A tiny Pembrokeshire church which welcomed its first worshippers in the 13th century is keeping the faith with a major restoration project.
St Illtyd’s Church on Caldey Island - the second oldest church used for Catholic worship in England and Wales - has undergone a facelift to preserve its ancient fabric and maintain its heritage.
As well as structural support, the building has been re-wired; had its stonework cleaned and re-pointed, wooden pews and book-rests re-varnished, damp and mould problems have been tackled and access to the building and its adjacent Old Priory have been improved.
The pebble-floored church's unique wall etchings - thought to be carried out around 100 years ago - have also been skilfully and patiently repaired.

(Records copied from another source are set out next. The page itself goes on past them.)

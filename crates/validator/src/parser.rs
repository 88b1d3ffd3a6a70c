//! Rule string parsing.
//!
//! A rule string such as `required,dive,keys,min=3,endkeys,email|numeric`
//! becomes a [`RuleSpec`] tree:
//!
//! - `,` separates items that must all pass;
//! - `|` joins alternatives into one OR-group;
//! - `=` separates a rule name from its parameter;
//! - `dive` applies the rest of the string to each element or map value,
//!   with `keys ... endkeys` right after it holding the rules for map keys.
//!
//! Aliases are expanded item by item before the structure is built, so an
//! alias may carry markers and OR-groups of its own. Rules are resolved
//! against the registry at parse time; a parsed spec is immutable.

use smallvec::SmallVec;

use crate::error::{Error, ParseError, ParseErrorKind};
use crate::registry::{Rule, RuleRegistry, is_marker};

// ============================================================================
// PARSED FORM
// ============================================================================

/// A parsed rule string.
#[derive(Debug, Clone, Default)]
pub struct RuleSpec {
    source: String,
    skip: bool,
    omit_empty: bool,
    struct_only: bool,
    no_struct_level: bool,
    groups: Vec<RuleGroup>,
    dive: Option<Box<Dive>>,
}

impl RuleSpec {
    /// The text this spec was parsed from.
    #[must_use]
    pub fn source(&self) -> &str {
        &self.source
    }

    /// `-`: the field is ignored.
    #[must_use]
    pub fn is_skip(&self) -> bool {
        self.skip
    }

    /// `omitempty`: zero values skip the rest of the chain.
    #[must_use]
    pub fn omit_empty(&self) -> bool {
        self.omit_empty
    }

    /// `structonly`: struct values are not recursed into.
    #[must_use]
    pub fn struct_only(&self) -> bool {
        self.struct_only
    }

    /// `nostructlevel`: the struct's hook is not run.
    #[must_use]
    pub fn no_struct_level(&self) -> bool {
        self.no_struct_level
    }

    /// Rule groups in evaluation order.
    #[must_use]
    pub fn groups(&self) -> &[RuleGroup] {
        &self.groups
    }

    /// Rules applied to elements, if the spec dives.
    #[must_use]
    pub fn dive(&self) -> Option<&Dive> {
        self.dive.as_deref()
    }

    /// Returns `true` if the spec checks nothing and changes no traversal.
    #[must_use]
    pub fn is_empty(&self) -> bool {
        !self.skip
            && !self.omit_empty
            && !self.struct_only
            && !self.no_struct_level
            && self.groups.is_empty()
            && self.dive.is_none()
    }
}

/// One comma-separated item: a single rule or an OR-group of alternatives.
#[derive(Debug, Clone)]
pub struct RuleGroup {
    text: String,
    alias: Option<String>,
    alternatives: SmallVec<[RuleInvocation; 1]>,
}

impl RuleGroup {
    /// The item text after alias expansion, e.g. `email|numeric`.
    #[must_use]
    pub fn text(&self) -> &str {
        &self.text
    }

    /// The alias this item was expanded from.
    #[must_use]
    pub fn alias(&self) -> Option<&str> {
        self.alias.as_deref()
    }

    /// Alternatives; the group passes if any one passes.
    #[must_use]
    pub fn alternatives(&self) -> &[RuleInvocation] {
        &self.alternatives
    }

    /// Returns `true` for groups with more than one alternative.
    #[must_use]
    pub fn is_or(&self) -> bool {
        self.alternatives.len() > 1
    }

    /// Tag reported when the group fails.
    pub(crate) fn failure_tag(&self) -> &str {
        match (&self.alias, self.alternatives.as_slice()) {
            (Some(alias), _) => alias,
            (None, [single]) => single.name(),
            (None, _) => &self.text,
        }
    }

    /// Rule name reported when the group fails.
    pub(crate) fn failure_actual_tag(&self) -> &str {
        match self.alternatives.as_slice() {
            [single] => single.name(),
            _ => &self.text,
        }
    }

    /// Parameter reported when the group fails.
    pub(crate) fn failure_param(&self) -> &str {
        match self.alternatives.as_slice() {
            [single] => single.param(),
            _ => "",
        }
    }
}

/// A resolved rule with its parameter.
#[derive(Debug, Clone)]
pub struct RuleInvocation {
    param: String,
    rule: Rule,
}

impl RuleInvocation {
    /// Rule name.
    #[must_use]
    pub fn name(&self) -> &str {
        self.rule.name()
    }

    /// Parameter with escapes decoded; empty if none.
    #[must_use]
    pub fn param(&self) -> &str {
        &self.param
    }

    /// The resolved rule.
    #[must_use]
    pub fn rule(&self) -> &Rule {
        &self.rule
    }
}

/// What `dive` applies to each element.
#[derive(Debug, Clone, Default)]
pub struct Dive {
    keys: Option<RuleSpec>,
    elements: RuleSpec,
}

impl Dive {
    /// Rules for map keys (`keys ... endkeys`).
    #[must_use]
    pub fn keys(&self) -> Option<&RuleSpec> {
        self.keys.as_ref()
    }

    /// Rules for sequence elements or map values.
    #[must_use]
    pub fn elements(&self) -> &RuleSpec {
        &self.elements
    }
}

// ============================================================================
// PARSER
// ============================================================================

/// One comma item after alias expansion.
#[derive(Debug)]
struct Token<'a> {
    text: &'a str,
    alias: Option<&'a str>,
    position: usize,
}

/// Parses a rule string against `registry`.
pub(crate) fn parse(source: &str, registry: &RuleRegistry) -> Result<RuleSpec, Error> {
    if source.is_empty() {
        return Ok(RuleSpec {
            source: source.to_owned(),
            ..RuleSpec::default()
        });
    }

    let mut tokens = Vec::new();
    for (position, item) in source.split(',').enumerate() {
        expand(item, None, position, registry, &mut tokens);
    }

    let parser = Parser { source, registry };
    parser.spec(&tokens)
}

/// Replaces whole-item aliases with their expansion, recursively.
///
/// Aliases are acyclic once registered, so this terminates.
fn expand<'a>(
    item: &'a str,
    alias: Option<&'a str>,
    position: usize,
    registry: &'a RuleRegistry,
    out: &mut Vec<Token<'a>>,
) {
    match registry.alias(item) {
        Some(expansion) => {
            for nested in expansion.split(',') {
                expand(nested, alias.or(Some(item)), position, registry, out);
            }
        }
        None => out.push(Token {
            text: item,
            alias,
            position,
        }),
    }
}

struct Parser<'a> {
    source: &'a str,
    registry: &'a RuleRegistry,
}

impl Parser<'_> {
    fn error(&self, position: usize, kind: ParseErrorKind) -> Error {
        Error::Parse(ParseError::new(self.source, position, kind))
    }

    fn spec(&self, tokens: &[Token<'_>]) -> Result<RuleSpec, Error> {
        let mut spec = RuleSpec {
            source: tokens.iter().map(|t| t.text).collect::<Vec<_>>().join(","),
            ..RuleSpec::default()
        };

        let mut index = 0;
        while let Some(token) = tokens.get(index) {
            match token.text {
                "-" => {
                    if tokens.len() != 1 {
                        return Err(self.error(token.position, ParseErrorKind::SkipNotAlone));
                    }
                    spec.skip = true;
                }
                "omitempty" => {
                    if !spec.groups.is_empty() || spec.omit_empty {
                        return Err(self.misplaced(token));
                    }
                    spec.omit_empty = true;
                }
                "structonly" => spec.struct_only = true,
                "nostructlevel" => spec.no_struct_level = true,
                "keys" => return Err(self.error(token.position, ParseErrorKind::KeysWithoutDive)),
                "endkeys" => {
                    return Err(self.error(token.position, ParseErrorKind::DanglingEndKeys));
                }
                "dive" => {
                    spec.dive = Some(Box::new(self.dive(token, &tokens[index + 1..])?));
                    break;
                }
                "" => return Err(self.error(token.position, ParseErrorKind::EmptyRule)),
                _ => spec.groups.push(self.group(token)?),
            }
            index += 1;
        }
        Ok(spec)
    }

    fn dive(&self, dive: &Token<'_>, rest: &[Token<'_>]) -> Result<Dive, Error> {
        let Some(first) = rest.first().filter(|t| t.text == "keys") else {
            return Ok(Dive {
                keys: None,
                elements: self.spec(rest)?,
            });
        };

        let end = rest
            .iter()
            .position(|t| t.text == "endkeys")
            .ok_or_else(|| self.error(first.position, ParseErrorKind::UnclosedKeys))?;
        if end == 1 {
            return Err(self.error(dive.position, ParseErrorKind::EmptyRule));
        }

        Ok(Dive {
            keys: Some(self.spec(&rest[1..end])?),
            elements: self.spec(&rest[end + 1..])?,
        })
    }

    fn group(&self, token: &Token<'_>) -> Result<RuleGroup, Error> {
        let mut alternatives = SmallVec::new();
        self.alternatives(token, token.text, &mut alternatives)?;
        Ok(RuleGroup {
            text: token.text.to_owned(),
            alias: token.alias.map(str::to_owned),
            alternatives,
        })
    }

    fn alternatives(
        &self,
        token: &Token<'_>,
        text: &str,
        out: &mut SmallVec<[RuleInvocation; 1]>,
    ) -> Result<(), Error> {
        for alternative in text.split('|') {
            if let Some(expansion) = self.registry.alias(alternative) {
                if expansion.contains(',') {
                    return Err(self.error(
                        token.position,
                        ParseErrorKind::AliasInOrGroup {
                            alias: alternative.to_owned(),
                        },
                    ));
                }
                self.alternatives(token, expansion, out)?;
                continue;
            }
            out.push(self.invocation(token, alternative)?);
        }
        Ok(())
    }

    fn invocation(&self, token: &Token<'_>, text: &str) -> Result<RuleInvocation, Error> {
        let (name, param) = match text.split_once('=') {
            Some((name, "")) => {
                return Err(self.error(
                    token.position,
                    ParseErrorKind::MissingParam {
                        rule: name.to_owned(),
                    },
                ));
            }
            Some((name, param)) => (name, unescape(param)),
            None => (text, String::new()),
        };

        if name.is_empty() {
            return Err(self.error(token.position, ParseErrorKind::EmptyRule));
        }
        if is_marker(name) {
            return Err(self.misplaced_name(token, name));
        }

        let rule = self
            .registry
            .lookup(name)
            .cloned()
            .ok_or_else(|| Error::UnknownRule {
                name: name.to_owned(),
                spec: self.source.to_owned(),
            })?;
        Ok(RuleInvocation { param, rule })
    }

    fn misplaced(&self, token: &Token<'_>) -> Error {
        self.misplaced_name(token, token.text)
    }

    fn misplaced_name(&self, token: &Token<'_>, marker: &str) -> Error {
        self.error(
            token.position,
            ParseErrorKind::MisplacedMarker {
                marker: marker.to_owned(),
            },
        )
    }
}

/// Decodes `0x2C` to `,` and `0x7C` to `|`.
fn unescape(param: &str) -> String {
    param.replace("0x2C", ",").replace("0x7C", "|")
}
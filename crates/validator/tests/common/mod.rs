//! Shared helpers for integration tests.

#![allow(dead_code)]

use tagrule::{Error, ValidationErrors};

/// Installs a test-writer subscriber once; honours `RUST_LOG`.
pub fn init_tracing() {
    let _ = tracing_subscriber::fmt()
        .with_env_filter(tracing_subscriber::EnvFilter::from_default_env())
        .with_test_writer()
        .try_init();
}

/// Unwraps the failures of a validation error, panicking on any other outcome.
pub fn failures(result: Result<(), Error>) -> ValidationErrors {
    match result {
        Err(Error::Validation(errors)) => errors,
        other => panic!("expected validation failures, got {other:?}"),
    }
}

/// `(namespace, tag)` pairs in order.
pub fn summary(errors: &ValidationErrors) -> Vec<(String, String)> {
    errors
        .iter()
        .map(|f| (f.namespace.clone(), f.tag.clone()))
        .collect()
}
//! Struct validation through `#[derive(Validatable)]`: nesting, collections,
//! maps, cross-field rules and aliases.

mod common;

use std::collections::BTreeMap;

use common::{failures, init_tracing, summary};
use pretty_assertions::assert_eq;
use tagrule::{Engine, EngineConfig, Validatable, Value};

#[derive(Debug, Default, Validatable)]
struct Address {
    #[validate("required")]
    country: String,
    #[validate("required")]
    street: String,
}

#[derive(Debug, Default, Validatable)]
struct School {
    #[validate("required")]
    name: String,
}

#[derive(Debug, Default, Validatable)]
struct Wallet {
    #[validate("required")]
    balance: u64,
}

#[derive(Debug, Default, Validatable)]
struct User {
    #[validate("required")]
    username: String,
    #[validate("required")]
    password: String,
    #[validate("required,dive")]
    addresses: Vec<Address>,
    #[validate("required,dive,required,min=3")]
    hobbies: Vec<String>,
    #[validate("dive,keys,required,min=3,endkeys,required")]
    schools: BTreeMap<String, School>,
    #[validate("dive,keys,required,endkeys,required")]
    wallets: BTreeMap<String, Wallet>,
}

fn school(name: &str) -> School {
    School { name: name.into() }
}

fn pairs(expected: &[(&str, &str)]) -> Vec<(String, String)> {
    expected
        .iter()
        .map(|(ns, tag)| ((*ns).to_owned(), (*tag).to_owned()))
        .collect()
}

#[test]
fn valid_struct_passes() {
    init_tracing();
    let user = User {
        username: "brian".into(),
        password: "hunter22".into(),
        addresses: vec![Address {
            country: "ID".into(),
            street: "Jl. Merdeka".into(),
        }],
        hobbies: vec!["Gaming".into()],
        schools: BTreeMap::from([("SMA".to_owned(), school("SMA Negeri 1"))]),
        wallets: BTreeMap::from([("BCA".to_owned(), Wallet { balance: 10 })]),
    };
    assert!(Engine::new().validate_value(&user).is_ok());
}

#[test]
fn collections_and_maps_report_every_element() {
    let user = User {
        addresses: vec![Address::default(), Address::default()],
        hobbies: vec!["Gaming".into(), "Coding".into(), String::new(), "X".into()],
        schools: BTreeMap::from([
            ("SD".to_owned(), school("SD Negeri 1")),
            ("SMA".to_owned(), School::default()),
            ("SMP".to_owned(), school("SMP Negeri 3")),
        ]),
        wallets: BTreeMap::from([
            (String::new(), Wallet { balance: 5 }),
            ("BCA".to_owned(), Wallet::default()),
        ]),
        ..User::default()
    };

    let errors = failures(Engine::new().validate_value(&user));
    assert_eq!(
        summary(&errors),
        pairs(&[
            ("User.username", "required"),
            ("User.password", "required"),
            ("User.addresses[0].country", "required"),
            ("User.addresses[0].street", "required"),
            ("User.addresses[1].country", "required"),
            ("User.addresses[1].street", "required"),
            ("User.hobbies[2]", "required"),
            ("User.hobbies[3]", "min"),
            ("User.schools[SD]", "min"),
            ("User.schools[SMA]", "required"),
            ("User.wallets[]", "required"),
            ("User.wallets[BCA]", "required"),
        ])
    );

    let key_failure = errors.for_namespace("User.schools[SD]").unwrap();
    assert_eq!(key_failure.value, Value::Str("SD".into()));
    assert_eq!(key_failure.param, "3");
    assert_eq!(key_failure.field, "schools[SD]");
}

#[test]
fn empty_collections_fail_required_without_diving() {
    let errors = failures(Engine::new().validate_value(&User::default()));
    assert_eq!(
        errors.namespaces(),
        vec!["User.username", "User.password", "User.addresses", "User.hobbies"]
    );
}

#[derive(Debug, Default, Validatable)]
struct Profile {
    #[validate("required")]
    username: String,
    #[validate("required")]
    password: String,
    #[validate("required")]
    address: Address,
}

#[test]
fn zero_nested_struct_fails_required() {
    let errors = failures(Engine::new().validate_value(&Profile::default()));
    assert_eq!(
        summary(&errors),
        pairs(&[
            ("Profile.username", "required"),
            ("Profile.password", "required"),
            ("Profile.address", "required"),
        ])
    );
}

#[test]
fn zero_nested_struct_is_walked_when_configured() {
    let engine = Engine::with_config(EngineConfig::default().with_zero_struct_fails_required(false));
    let errors = failures(engine.validate_value(&Profile::default()));
    assert_eq!(
        errors.namespaces(),
        vec![
            "Profile.username",
            "Profile.password",
            "Profile.address.country",
            "Profile.address.street",
        ]
    );
}

#[test]
fn nested_struct_without_rules_is_still_walked() {
    #[derive(Validatable)]
    struct Shipment {
        #[validate("required")]
        id: u32,
        to: Address,
    }

    let shipment = Shipment {
        id: 7,
        to: Address {
            country: "ID".into(),
            street: String::new(),
        },
    };
    let errors = failures(Engine::new().validate_value(&shipment));
    let failure = &errors.failures()[0];
    assert_eq!(errors.len(), 1);
    assert_eq!(failure.namespace, "Shipment.to.street");
    assert_eq!(failure.struct_namespace, "Shipment.to.street");
}

#[test]
fn structonly_skips_nested_fields() {
    #[derive(Validatable)]
    struct Envelope {
        #[validate("required,structonly")]
        address: Address,
    }

    let envelope = Envelope {
        address: Address {
            country: "ID".into(),
            street: String::new(),
        },
    };
    assert!(Engine::new().validate_value(&envelope).is_ok());
}

#[test]
fn display_names_shape_namespaces() {
    #[derive(Validatable)]
    struct Login {
        #[validate(rules = "required,email", name = "EmailAddress")]
        email: String,
    }

    let errors = failures(Engine::new().validate_value(&Login { email: "nope".into() }));
    let failure = &errors.failures()[0];
    assert_eq!(failure.namespace, "Login.EmailAddress");
    assert_eq!(failure.struct_namespace, "Login.email");
    assert_eq!(failure.field, "EmailAddress");
    assert_eq!(failure.struct_field, "email");
    assert_eq!(failure.tag, "email");
}

#[derive(Validatable)]
struct Signup {
    #[validate("required,min=8")]
    password: String,
    #[validate("required,eqfield=password")]
    confirm_password: String,
    #[validate("required,gtefield=limits.min_age")]
    age: u32,
    limits: Limits,
}

#[derive(Validatable)]
struct Limits {
    #[validate("required")]
    min_age: u32,
    #[validate("required,gtcsfield=limits.min_age")]
    max_age: u32,
}

fn signup(confirm: &str, age: u32) -> Signup {
    Signup {
        password: "correct horse".into(),
        confirm_password: confirm.into(),
        age,
        limits: Limits {
            min_age: 18,
            max_age: 99,
        },
    }
}

#[test]
fn cross_field_rules() {
    let engine = Engine::new();
    assert!(engine.validate_value(&signup("correct horse", 30)).is_ok());

    let errors = failures(engine.validate_value(&signup("wrong horse", 12)));
    assert_eq!(
        summary(&errors),
        pairs(&[
            ("Signup.confirm_password", "eqfield"),
            ("Signup.age", "gtefield"),
        ])
    );
    assert_eq!(errors.failures()[1].param, "limits.min_age");
}

#[test]
fn cross_struct_rule_resolves_from_top() {
    let mut value = signup("correct horse", 30);
    value.limits.max_age = 10;
    let errors = failures(Engine::new().validate_value(&value));
    assert_eq!(errors.namespaces(), vec!["Signup.limits.max_age"]);
    assert_eq!(errors.failures()[0].tag, "gtcsfield");
}

#[derive(Default, Validatable)]
struct Seller {
    #[validate("varchar")]
    id: String,
    #[validate("varchar")]
    name: String,
}

#[test]
fn alias_failures_report_alias_tag() {
    let engine = Engine::new();
    engine.register_alias("varchar", "required,max=255").unwrap();

    let errors = failures(engine.validate_value(&Seller::default()));
    assert!(errors.iter().all(|f| f.tag == "varchar" && f.actual_tag == "required"));
    insta::assert_snapshot!(errors.to_string(), @r"
    Key: 'Seller.id' Error:Field validation for 'id' failed on the 'varchar' tag
    Key: 'Seller.name' Error:Field validation for 'name' failed on the 'varchar' tag
    ");

    let long = Seller {
        id: "s-1".into(),
        name: "x".repeat(256),
    };
    let errors = failures(engine.validate_value(&long));
    let failure = &errors.failures()[0];
    assert_eq!((failure.tag.as_str(), failure.actual_tag.as_str()), ("varchar", "max"));
    assert_eq!(failure.param, "255");
}

#[test]
fn failure_serializes_to_json() {
    let errors = failures(Engine::new().validate_value(&Profile {
        username: "brian".into(),
        password: "secret".into(),
        address: Address {
            country: "ID".into(),
            street: String::new(),
        },
    }));
    insta::assert_json_snapshot!(errors, @r#"
    [
      {
        "namespace": "Profile.address.street",
        "struct_namespace": "Profile.address.street",
        "field": "street",
        "struct_field": "street",
        "tag": "required",
        "actual_tag": "required",
        "param": "",
        "value": ""
      }
    ]
    "#);
}

#[test]
fn top_level_collections_are_dived() {
    let addresses = vec![
        Address {
            country: "ID".into(),
            street: "Jl. Sudirman".into(),
        },
        Address {
            country: String::new(),
            street: "Jl. Thamrin".into(),
        },
    ];
    let errors = failures(Engine::new().validate_value(&addresses));
    assert_eq!(errors.namespaces(), vec!["[1].country"]);
}

#[test]
fn scalars_have_nothing_to_validate() {
    let engine = Engine::new();
    assert!(engine.validate_value(&5_u8).is_ok());
    assert!(engine.validate_value(&None::<User>).is_ok());
}

#[test]
fn eqfield_is_checked_even_when_target_fails_required() {
    #[derive(Validatable)]
    struct ChangePassword {
        #[validate("required")]
        password: String,
        #[validate("required,eqfield=password")]
        confirm_password: String,
    }

    let errors = failures(Engine::new().validate_value(&ChangePassword {
        password: String::new(),
        confirm_password: "x".into(),
    }));
    assert_eq!(
        summary(&errors),
        pairs(&[
            ("ChangePassword.password", "required"),
            ("ChangePassword.confirm_password", "eqfield"),
        ])
    );
}

#[test]
fn scalar_map_values_and_keys_are_checked_independently() {
    #[derive(Validatable)]
    struct Bank {
        #[validate("dive,keys,required,min=3,endkeys,required,gt=0")]
        wallets: BTreeMap<String, u64>,
    }

    let bank = Bank {
        wallets: BTreeMap::from([
            (String::new(), 10),
            ("BCA".to_owned(), 0),
            ("BN".to_owned(), 3),
            ("MANDIRI".to_owned(), 5),
        ]),
    };
    let errors = failures(Engine::new().validate_value(&bank));
    assert_eq!(
        summary(&errors),
        pairs(&[
            ("Bank.wallets[]", "required"),
            ("Bank.wallets[BCA]", "required"),
            ("Bank.wallets[BN]", "min"),
        ])
    );

    let values: Vec<&Value> = errors.iter().map(|f| &f.value).collect();
    assert_eq!(
        values,
        vec![&Value::Str(String::new()), &Value::Uint(0), &Value::Str("BN".into())]
    );
}
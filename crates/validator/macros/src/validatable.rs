use proc_macro::TokenStream;
use proc_macro2::TokenStream as TokenStream2;
use quote::quote;
use syn::ext::IdentExt;
use syn::{Attribute, DeriveInput, GenericParam, LitStr, parse_macro_input, parse_quote};

use crate::support::utils;

pub fn derive(input: TokenStream) -> TokenStream {
    let input = parse_macro_input!(input as DeriveInput);

    match expand(input) {
        Ok(ts) => ts.into(),
        Err(e) => e.to_compile_error().into(),
    }
}

/// Parsed `#[validate(...)]` on one field.
#[derive(Default)]
struct FieldAttrs {
    rules: Option<LitStr>,
    name: Option<LitStr>,
    skip: bool,
}

fn parse_field_attrs(attrs: &[Attribute]) -> syn::Result<FieldAttrs> {
    let mut out = FieldAttrs::default();
    let mut first = None;
    for attr in attrs.iter().filter(|a| a.path().is_ident("validate")) {
        first.get_or_insert(attr);
        // Shorthand: #[validate("required,email")]
        if let Ok(rules) = attr.parse_args::<LitStr>() {
            set_once(&mut out.rules, rules, attr)?;
            continue;
        }

        attr.parse_nested_meta(|meta| {
            if meta.path.is_ident("rules") {
                let rules: LitStr = meta.value()?.parse()?;
                set_once(&mut out.rules, rules, attr)
            } else if meta.path.is_ident("name") {
                let name: LitStr = meta.value()?.parse()?;
                if name.value().is_empty() {
                    return Err(meta.error("`name` must not be empty"));
                }
                set_once(&mut out.name, name, attr)
            } else if meta.path.is_ident("skip") {
                out.skip = true;
                Ok(())
            } else {
                Err(meta.error("expected `rules = \"...\"`, `name = \"...\"` or `skip`"))
            }
        })?;
    }

    if let Some(attr) = first
        && out.skip
        && (out.rules.is_some() || out.name.is_some())
    {
        return Err(syn::Error::new_spanned(
            attr,
            "`skip` cannot be combined with other `validate` options",
        ));
    }
    Ok(out)
}

fn set_once(slot: &mut Option<LitStr>, value: LitStr, attr: &Attribute) -> syn::Result<()> {
    if slot.is_some() {
        return Err(syn::Error::new_spanned(attr, "duplicate `validate` option"));
    }
    *slot = Some(value);
    Ok(())
}

fn expand(mut input: DeriveInput) -> syn::Result<TokenStream2> {
    let fields = utils::require_named_fields(&input)?.named.clone();
    let struct_name = &input.ident;
    let type_name = struct_name.unraw().to_string();

    let mut pushes = Vec::new();
    for field in &fields {
        let attrs = parse_field_attrs(&field.attrs)?;
        if attrs.skip {
            continue;
        }
        let Some(ident) = &field.ident else {
            continue;
        };
        let field_name = ident.unraw().to_string();

        let mut value = quote! {
            ::tagrule::FieldValue::new(#field_name, ::tagrule::Validatable::to_value(&self.#ident))
        };
        if let Some(rules) = &attrs.rules {
            value = quote! { #value.with_rules(#rules) };
        }
        if let Some(name) = &attrs.name {
            value = quote! { #value.with_display_name(#name) };
        }
        pushes.push(value);
    }

    let has_lifetimes = input.generics.lifetimes().next().is_some();
    for param in &mut input.generics.params {
        if let GenericParam::Type(ty) = param {
            ty.bounds.push(parse_quote!(::tagrule::Validatable));
            if !has_lifetimes {
                ty.bounds.push(parse_quote!('static));
            }
        }
    }
    let (impl_generics, ty_generics, where_clause) = input.generics.split_for_impl();

    let root = if has_lifetimes {
        quote! { ::tagrule::StructValue::anonymous(#type_name) }
    } else {
        quote! { ::tagrule::StructValue::new::<Self>(#type_name) }
    };

    Ok(quote! {
        impl #impl_generics ::tagrule::Validatable for #struct_name #ty_generics #where_clause {
            fn to_value(&self) -> ::tagrule::Value {
                ::tagrule::Value::Struct(#root #( .with_field(#pushes) )*)
            }
        }
    })
}
/// `PATCH /jobs/` (§6): bulk update by id list. Duplicate keys are a
/// `ValidationError` (§4.2); the whole batch aborts if any row fails.
pub fn bulk_update<C: Clock, G: IdGen>(
    engine: &Engine<C, G>,
    owner_id: &UserId,
    patches: Vec<(JobId, JobPatch)>,
) -> Result<Vec<Job>, EngineError> {
    let mut seen = BTreeSet::new();
    for (id, _) in &patches {
        if !seen.insert(id.clone()) {
            return Err(EngineError::Validation(format!("duplicate id {id} in bulk_update")));
        }
    }

    let jobs = engine.commit(|state| {
        let now = engine.now();
        let mut updated: HashMap<String, Job> = HashMap::new();
        let mut log_events = Vec::new();

        for (id, patch) in &patches {
            let current = state
                .get_job(id.as_str())
                .filter(|j| j.owner_id == *owner_id)
                .ok_or(EngineError::NotFound)?;
            let mut job = current.clone();

            if let Some(new_parents) = &patch.parents {
                for parent in new_parents {
                    let parent_job = state
                        .get_job(parent.as_str())
                        .ok_or_else(|| EngineError::Validation(format!("parent {parent} does not exist")))?;
                    if parent_job.owner_id != *owner_id {
                        return Err(EngineError::Validation(format!("parent {parent} must share owner")));
                    }
                }
            }

            if let Some(new_state) = patch.state {
                if new_state != job.state {
                    validate_transition(job.state, new_state, TransitionActor::Client)?;
                    log_events.push(new_log_event(
                        &engine_id_gen(engine),
                        &job.id,
                        Some(job.state),
                        new_state,
                        now,
                        patch.state_message.clone().unwrap_or_default(),
                    ));
                    job.state = new_state;
                }
            }

            apply_field_patch(&mut job, patch);
            job.last_update = now;
            updated.insert(job.id.as_str().to_string(), job);
        }

        recompute_child_readiness(state, owner_id, &mut updated, &mut log_events, &engine_id_gen(engine), now);

        let mut jobs: Vec<Job> = updated.into_values().collect();
        jobs.sort_by(|a, b| a.id.cmp(&b.id));
        Ok((jobs.clone(), vec![Event::JobsReplaced { jobs, log_events }]))
    })?;

    engine.notifier.publish(Notification {
        owner_id: owner_id.clone(),
        action: Action::BulkUpdate,
        entity: Entity::Job,
        ids: jobs.iter().map(|j| j.id.as_str().to_string()).collect(),
    });

    Ok(jobs)
}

“We’re very proud of the church, which is famed for its leaning tower,” said Ben Childs, manager of Caldey Island Estate, which carried out the works.
Artisan Belgian builder, Francois, who visits Caldey on several occasions during the year, led the restoration team, which also included Cistercian monks Father Gildas and Brother Luca, together with Simon Curnin and other estate workers, including Steve Satchell, who carried out the re-wiring.
“The work has been completed thanks to a generous donation from our dear American friend, Patricia Bushra, who calls St Illtyd’s her ‘favourite church in the world’,” said Mr Childs.
“Everyone on the island is delighted with the improvements, and we are looking forward to moving on to another project to preserve another of our wonderful buildings."